DATA TO EXAMINE =>
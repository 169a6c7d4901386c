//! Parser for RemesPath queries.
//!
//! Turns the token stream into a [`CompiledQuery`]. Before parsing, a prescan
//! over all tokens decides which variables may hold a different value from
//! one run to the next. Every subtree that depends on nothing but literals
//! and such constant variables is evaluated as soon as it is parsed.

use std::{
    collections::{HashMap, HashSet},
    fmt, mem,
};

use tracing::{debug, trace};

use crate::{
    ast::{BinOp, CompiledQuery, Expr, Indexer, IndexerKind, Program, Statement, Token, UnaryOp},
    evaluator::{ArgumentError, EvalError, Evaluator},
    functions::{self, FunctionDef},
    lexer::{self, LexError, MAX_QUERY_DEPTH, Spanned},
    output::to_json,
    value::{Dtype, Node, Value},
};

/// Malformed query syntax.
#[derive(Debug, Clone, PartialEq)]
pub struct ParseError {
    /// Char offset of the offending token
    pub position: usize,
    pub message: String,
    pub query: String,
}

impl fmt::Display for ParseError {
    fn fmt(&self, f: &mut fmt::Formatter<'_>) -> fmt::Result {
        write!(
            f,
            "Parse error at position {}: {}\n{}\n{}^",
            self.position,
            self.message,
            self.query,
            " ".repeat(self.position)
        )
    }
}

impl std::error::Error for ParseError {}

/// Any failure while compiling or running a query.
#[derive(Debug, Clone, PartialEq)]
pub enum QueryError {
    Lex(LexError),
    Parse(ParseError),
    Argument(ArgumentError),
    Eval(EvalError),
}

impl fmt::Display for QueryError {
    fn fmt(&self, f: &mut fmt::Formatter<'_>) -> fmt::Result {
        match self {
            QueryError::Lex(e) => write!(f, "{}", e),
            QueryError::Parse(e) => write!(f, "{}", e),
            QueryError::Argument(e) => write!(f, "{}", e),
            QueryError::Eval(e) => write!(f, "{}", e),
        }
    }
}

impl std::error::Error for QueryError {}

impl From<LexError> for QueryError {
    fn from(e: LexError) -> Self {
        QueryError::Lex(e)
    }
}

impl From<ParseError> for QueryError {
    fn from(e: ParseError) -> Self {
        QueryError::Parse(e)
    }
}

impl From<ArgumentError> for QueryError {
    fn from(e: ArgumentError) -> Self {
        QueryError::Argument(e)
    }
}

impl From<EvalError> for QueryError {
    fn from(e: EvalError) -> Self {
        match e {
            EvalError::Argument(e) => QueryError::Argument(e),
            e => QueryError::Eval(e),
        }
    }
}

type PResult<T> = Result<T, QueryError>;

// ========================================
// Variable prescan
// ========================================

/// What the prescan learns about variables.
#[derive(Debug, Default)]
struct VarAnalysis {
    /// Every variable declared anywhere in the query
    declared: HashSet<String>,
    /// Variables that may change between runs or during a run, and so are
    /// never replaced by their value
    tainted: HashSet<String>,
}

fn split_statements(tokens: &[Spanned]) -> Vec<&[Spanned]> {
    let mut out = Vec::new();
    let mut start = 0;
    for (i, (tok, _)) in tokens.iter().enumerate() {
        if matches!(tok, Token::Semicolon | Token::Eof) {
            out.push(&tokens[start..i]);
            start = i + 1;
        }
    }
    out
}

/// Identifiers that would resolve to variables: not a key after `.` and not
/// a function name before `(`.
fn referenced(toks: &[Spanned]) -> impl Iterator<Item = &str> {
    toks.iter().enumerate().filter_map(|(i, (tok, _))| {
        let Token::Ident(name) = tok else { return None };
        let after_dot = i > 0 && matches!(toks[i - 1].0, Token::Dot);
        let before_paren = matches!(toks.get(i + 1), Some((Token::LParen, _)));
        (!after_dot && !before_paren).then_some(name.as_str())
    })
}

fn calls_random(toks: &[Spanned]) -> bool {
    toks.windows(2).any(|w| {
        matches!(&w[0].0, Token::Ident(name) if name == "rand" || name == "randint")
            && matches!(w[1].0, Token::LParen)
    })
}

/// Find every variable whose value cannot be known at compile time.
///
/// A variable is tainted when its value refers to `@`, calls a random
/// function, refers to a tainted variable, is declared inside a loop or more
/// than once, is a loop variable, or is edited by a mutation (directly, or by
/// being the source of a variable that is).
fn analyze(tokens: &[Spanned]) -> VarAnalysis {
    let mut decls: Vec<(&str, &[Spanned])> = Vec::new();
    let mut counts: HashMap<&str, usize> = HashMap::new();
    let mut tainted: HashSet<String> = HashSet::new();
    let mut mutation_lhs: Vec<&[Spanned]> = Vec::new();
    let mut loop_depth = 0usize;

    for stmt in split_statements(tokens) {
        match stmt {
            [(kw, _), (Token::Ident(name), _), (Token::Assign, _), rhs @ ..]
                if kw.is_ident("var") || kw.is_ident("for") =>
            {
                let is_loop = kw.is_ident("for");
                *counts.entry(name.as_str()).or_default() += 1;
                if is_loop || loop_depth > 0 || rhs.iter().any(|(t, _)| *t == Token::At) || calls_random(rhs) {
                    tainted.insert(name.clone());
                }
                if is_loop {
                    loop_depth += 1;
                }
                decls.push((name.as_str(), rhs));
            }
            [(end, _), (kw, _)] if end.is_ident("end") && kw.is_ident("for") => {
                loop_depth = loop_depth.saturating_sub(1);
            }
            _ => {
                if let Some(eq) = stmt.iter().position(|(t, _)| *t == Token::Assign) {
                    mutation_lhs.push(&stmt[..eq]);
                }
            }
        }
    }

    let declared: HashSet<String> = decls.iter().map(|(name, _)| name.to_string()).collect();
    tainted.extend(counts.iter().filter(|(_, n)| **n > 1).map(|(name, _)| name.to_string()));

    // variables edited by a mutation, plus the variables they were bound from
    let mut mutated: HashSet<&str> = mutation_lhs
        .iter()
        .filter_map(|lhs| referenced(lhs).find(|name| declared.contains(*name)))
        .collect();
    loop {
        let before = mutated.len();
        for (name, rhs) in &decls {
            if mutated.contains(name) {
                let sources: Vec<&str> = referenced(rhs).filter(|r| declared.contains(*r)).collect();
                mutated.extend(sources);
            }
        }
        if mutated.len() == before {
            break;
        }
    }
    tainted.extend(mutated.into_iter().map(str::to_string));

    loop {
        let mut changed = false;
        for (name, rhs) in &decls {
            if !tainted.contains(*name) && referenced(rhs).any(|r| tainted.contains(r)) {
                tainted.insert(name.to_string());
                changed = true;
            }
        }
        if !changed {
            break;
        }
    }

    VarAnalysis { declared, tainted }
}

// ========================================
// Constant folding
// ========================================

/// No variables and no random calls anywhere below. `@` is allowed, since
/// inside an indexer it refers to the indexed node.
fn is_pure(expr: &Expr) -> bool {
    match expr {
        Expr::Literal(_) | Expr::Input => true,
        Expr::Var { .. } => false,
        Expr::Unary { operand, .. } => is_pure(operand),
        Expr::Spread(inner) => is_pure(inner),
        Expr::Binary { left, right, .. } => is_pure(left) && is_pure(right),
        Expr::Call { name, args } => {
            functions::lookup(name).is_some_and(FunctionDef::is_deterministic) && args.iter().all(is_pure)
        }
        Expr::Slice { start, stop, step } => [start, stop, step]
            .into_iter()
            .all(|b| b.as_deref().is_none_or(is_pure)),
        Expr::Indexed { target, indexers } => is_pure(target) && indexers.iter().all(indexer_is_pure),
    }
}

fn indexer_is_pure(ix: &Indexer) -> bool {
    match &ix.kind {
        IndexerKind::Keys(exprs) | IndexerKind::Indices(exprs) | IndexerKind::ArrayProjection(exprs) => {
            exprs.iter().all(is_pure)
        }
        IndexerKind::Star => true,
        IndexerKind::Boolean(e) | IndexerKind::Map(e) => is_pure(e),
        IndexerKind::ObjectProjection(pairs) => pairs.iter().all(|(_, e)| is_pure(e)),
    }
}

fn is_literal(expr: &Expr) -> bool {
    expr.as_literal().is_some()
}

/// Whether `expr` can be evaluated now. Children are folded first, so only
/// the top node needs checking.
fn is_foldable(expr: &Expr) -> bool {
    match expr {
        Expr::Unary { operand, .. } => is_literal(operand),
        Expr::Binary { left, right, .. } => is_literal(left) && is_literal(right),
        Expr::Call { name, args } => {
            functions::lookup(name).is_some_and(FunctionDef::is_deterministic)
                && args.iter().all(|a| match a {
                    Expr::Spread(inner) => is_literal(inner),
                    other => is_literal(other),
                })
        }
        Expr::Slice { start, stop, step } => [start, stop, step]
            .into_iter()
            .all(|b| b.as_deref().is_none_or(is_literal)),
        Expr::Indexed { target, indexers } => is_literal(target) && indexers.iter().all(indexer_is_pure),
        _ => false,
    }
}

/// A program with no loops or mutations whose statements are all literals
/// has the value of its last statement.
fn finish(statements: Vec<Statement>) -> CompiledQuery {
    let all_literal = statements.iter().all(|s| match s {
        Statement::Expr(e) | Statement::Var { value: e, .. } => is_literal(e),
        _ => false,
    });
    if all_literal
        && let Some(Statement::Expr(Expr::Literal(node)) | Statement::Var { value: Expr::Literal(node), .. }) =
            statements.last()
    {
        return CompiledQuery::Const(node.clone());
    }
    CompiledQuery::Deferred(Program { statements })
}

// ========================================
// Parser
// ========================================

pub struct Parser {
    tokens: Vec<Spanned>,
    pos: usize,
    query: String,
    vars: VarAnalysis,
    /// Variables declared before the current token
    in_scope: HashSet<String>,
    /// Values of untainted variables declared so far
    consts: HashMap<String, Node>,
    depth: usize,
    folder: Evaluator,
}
* * *
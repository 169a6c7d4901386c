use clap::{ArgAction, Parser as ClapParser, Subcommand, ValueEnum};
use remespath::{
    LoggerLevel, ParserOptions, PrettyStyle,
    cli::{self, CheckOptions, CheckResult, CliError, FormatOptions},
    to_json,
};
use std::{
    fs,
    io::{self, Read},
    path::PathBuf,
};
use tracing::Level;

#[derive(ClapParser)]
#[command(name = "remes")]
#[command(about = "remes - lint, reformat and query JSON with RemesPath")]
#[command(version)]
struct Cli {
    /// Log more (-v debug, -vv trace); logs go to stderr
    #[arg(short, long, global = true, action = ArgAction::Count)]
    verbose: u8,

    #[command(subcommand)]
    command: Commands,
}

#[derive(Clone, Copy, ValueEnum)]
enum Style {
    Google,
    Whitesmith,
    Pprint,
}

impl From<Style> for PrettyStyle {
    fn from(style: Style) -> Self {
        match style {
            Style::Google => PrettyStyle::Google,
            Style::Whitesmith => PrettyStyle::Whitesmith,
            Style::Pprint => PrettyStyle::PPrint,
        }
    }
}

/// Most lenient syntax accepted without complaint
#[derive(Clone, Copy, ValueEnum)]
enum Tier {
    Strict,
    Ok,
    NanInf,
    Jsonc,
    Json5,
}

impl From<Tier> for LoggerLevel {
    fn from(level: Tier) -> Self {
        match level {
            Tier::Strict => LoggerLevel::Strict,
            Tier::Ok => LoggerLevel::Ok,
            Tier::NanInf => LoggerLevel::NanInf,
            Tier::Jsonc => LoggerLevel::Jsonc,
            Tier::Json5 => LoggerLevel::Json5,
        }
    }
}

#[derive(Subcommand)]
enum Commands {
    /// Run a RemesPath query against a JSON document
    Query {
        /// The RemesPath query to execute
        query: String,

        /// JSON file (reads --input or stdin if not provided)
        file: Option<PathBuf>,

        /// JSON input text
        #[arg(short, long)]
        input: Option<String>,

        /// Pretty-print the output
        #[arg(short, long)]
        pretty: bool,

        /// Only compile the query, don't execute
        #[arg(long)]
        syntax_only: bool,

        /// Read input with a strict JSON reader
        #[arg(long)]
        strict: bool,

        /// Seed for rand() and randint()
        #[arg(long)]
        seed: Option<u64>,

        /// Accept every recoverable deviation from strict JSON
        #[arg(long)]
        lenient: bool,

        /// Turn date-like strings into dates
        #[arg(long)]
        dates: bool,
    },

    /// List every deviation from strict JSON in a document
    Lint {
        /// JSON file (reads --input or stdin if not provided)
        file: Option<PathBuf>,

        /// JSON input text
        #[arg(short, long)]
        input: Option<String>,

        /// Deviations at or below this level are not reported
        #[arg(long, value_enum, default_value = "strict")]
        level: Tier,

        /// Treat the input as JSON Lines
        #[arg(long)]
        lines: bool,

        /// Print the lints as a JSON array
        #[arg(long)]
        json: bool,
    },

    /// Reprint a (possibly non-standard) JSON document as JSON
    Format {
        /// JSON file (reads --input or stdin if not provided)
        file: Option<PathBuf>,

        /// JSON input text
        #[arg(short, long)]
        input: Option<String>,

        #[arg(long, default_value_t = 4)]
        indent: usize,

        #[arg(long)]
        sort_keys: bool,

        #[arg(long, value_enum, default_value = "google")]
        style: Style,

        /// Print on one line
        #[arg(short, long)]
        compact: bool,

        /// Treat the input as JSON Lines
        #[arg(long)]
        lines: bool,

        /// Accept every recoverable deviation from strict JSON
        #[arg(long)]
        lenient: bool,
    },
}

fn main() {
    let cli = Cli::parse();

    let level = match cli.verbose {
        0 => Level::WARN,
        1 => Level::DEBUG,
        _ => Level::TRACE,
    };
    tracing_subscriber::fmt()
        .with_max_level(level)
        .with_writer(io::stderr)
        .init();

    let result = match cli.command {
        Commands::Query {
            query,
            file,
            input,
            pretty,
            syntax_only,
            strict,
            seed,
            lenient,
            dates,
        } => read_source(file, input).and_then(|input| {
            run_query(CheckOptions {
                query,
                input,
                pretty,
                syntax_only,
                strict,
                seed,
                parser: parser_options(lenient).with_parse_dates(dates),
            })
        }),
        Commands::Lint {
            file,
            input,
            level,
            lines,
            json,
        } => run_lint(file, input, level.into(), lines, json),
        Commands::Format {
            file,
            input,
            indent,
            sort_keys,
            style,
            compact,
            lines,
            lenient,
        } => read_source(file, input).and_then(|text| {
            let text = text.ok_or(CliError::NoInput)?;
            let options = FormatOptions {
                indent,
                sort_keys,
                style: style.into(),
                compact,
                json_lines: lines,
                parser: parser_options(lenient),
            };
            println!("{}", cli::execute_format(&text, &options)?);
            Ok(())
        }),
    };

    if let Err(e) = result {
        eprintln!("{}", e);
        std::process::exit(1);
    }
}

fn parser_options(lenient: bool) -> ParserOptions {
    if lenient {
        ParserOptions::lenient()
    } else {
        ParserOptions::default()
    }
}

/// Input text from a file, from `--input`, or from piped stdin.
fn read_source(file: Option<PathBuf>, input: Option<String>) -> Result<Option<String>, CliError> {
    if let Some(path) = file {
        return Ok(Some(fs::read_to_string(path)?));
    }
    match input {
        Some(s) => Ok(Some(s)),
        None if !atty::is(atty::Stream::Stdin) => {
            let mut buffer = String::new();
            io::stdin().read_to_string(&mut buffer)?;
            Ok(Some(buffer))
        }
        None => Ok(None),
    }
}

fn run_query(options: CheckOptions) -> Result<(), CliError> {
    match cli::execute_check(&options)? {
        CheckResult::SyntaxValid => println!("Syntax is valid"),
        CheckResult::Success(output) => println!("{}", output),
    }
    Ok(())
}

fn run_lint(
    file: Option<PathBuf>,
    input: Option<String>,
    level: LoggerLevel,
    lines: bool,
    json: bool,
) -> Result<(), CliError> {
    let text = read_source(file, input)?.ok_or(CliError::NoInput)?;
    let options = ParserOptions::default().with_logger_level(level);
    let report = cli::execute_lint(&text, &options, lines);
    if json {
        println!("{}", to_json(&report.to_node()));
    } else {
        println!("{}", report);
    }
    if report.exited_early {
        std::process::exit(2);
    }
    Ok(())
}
...
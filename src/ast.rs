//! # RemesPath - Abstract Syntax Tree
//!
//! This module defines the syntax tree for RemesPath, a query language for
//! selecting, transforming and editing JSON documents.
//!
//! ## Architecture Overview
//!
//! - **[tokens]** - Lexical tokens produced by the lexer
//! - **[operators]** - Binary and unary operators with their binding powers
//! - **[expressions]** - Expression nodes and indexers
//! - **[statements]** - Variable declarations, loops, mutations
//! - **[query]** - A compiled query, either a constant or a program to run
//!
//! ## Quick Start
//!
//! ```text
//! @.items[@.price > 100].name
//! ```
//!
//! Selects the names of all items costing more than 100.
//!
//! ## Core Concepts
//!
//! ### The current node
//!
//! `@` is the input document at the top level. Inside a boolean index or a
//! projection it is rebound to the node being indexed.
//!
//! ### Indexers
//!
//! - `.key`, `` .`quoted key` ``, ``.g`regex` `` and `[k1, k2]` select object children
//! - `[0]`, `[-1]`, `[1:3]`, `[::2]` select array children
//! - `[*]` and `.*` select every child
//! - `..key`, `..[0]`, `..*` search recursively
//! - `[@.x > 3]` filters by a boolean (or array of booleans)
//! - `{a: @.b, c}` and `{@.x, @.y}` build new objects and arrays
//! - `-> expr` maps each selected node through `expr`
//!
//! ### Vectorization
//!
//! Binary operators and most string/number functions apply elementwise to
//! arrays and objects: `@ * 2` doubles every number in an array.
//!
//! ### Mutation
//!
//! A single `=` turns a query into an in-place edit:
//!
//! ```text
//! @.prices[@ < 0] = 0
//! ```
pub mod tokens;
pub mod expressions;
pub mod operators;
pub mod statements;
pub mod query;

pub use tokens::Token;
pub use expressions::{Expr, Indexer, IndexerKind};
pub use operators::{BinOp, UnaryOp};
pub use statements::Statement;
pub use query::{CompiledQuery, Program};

WORK REQUEST => If a line in the data above contains "number", return that line.

SOLVED PROBLEM =>
//! Binary operators and most string/number functions apply elementwise to
//! arrays and objects: `@ * 2` doubles every number in an array.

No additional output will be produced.